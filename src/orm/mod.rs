//! SeaORM entity modules

pub mod categories;
pub mod place_categories;
pub mod places;
pub mod ratings;
pub mod restricted_words;
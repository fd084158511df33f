//! Rating mutation endpoints
//!
//! Every mutation returns the rating alongside the place's freshly
//! recomputed summary, so the acting user reads their own write.

use crate::db::get_db_pool;
use crate::error::ServiceError;
use crate::middleware::ClientCtx;
use crate::orm::ratings as rating_entity;
use crate::ratings::{self, RatingScores, RatingSummary};
use actix_web::{delete, patch, post, web, HttpResponse, Responder};
use serde::Serialize;

pub(super) fn configure(conf: &mut actix_web::web::ServiceConfig) {
    conf.service(create_rating)
        .service(update_rating)
        .service(delete_rating);
}

#[derive(Debug, Serialize)]
struct RatingResponse {
    rating: rating_entity::Model,
    summary: RatingSummary,
}

#[post("/places/{place_id}/ratings")]
async fn create_rating(
    client: ClientCtx,
    path: web::Path<i32>,
    payload: web::Json<RatingScores>,
) -> Result<impl Responder, ServiceError> {
    let user_id = client.require_user()?;
    let (rating, summary) =
        ratings::create_rating(get_db_pool(), *path, user_id, payload.into_inner()).await?;
    Ok(HttpResponse::Created().json(RatingResponse { rating, summary }))
}

#[patch("/ratings/{id}")]
async fn update_rating(
    client: ClientCtx,
    path: web::Path<i32>,
    payload: web::Json<RatingScores>,
) -> Result<impl Responder, ServiceError> {
    let user_id = client.require_user()?;
    let (rating, summary) =
        ratings::update_rating(get_db_pool(), *path, user_id, payload.into_inner()).await?;
    Ok(HttpResponse::Ok().json(RatingResponse { rating, summary }))
}

#[delete("/ratings/{id}")]
async fn delete_rating(
    client: ClientCtx,
    path: web::Path<i32>,
) -> Result<impl Responder, ServiceError> {
    let user_id = client.require_user()?;
    let summary =
        ratings::delete_rating(get_db_pool(), *path, user_id, client.is_privileged()).await?;
    Ok(HttpResponse::Ok().json(summary))
}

****************

> [What you will do] Each line of the entries above that contains "payload" is to be copied.

> [The completed task]
    payload: web::Json<RatingScores>,
        ratings::create_rating(get_db_pool(), *path, user_id, payload.into_inner()).await?;
    payload: web::Json<RatingScores>,
        ratings::update_rating(get_db_pool(), *path, user_id, payload.into_inner()).await?;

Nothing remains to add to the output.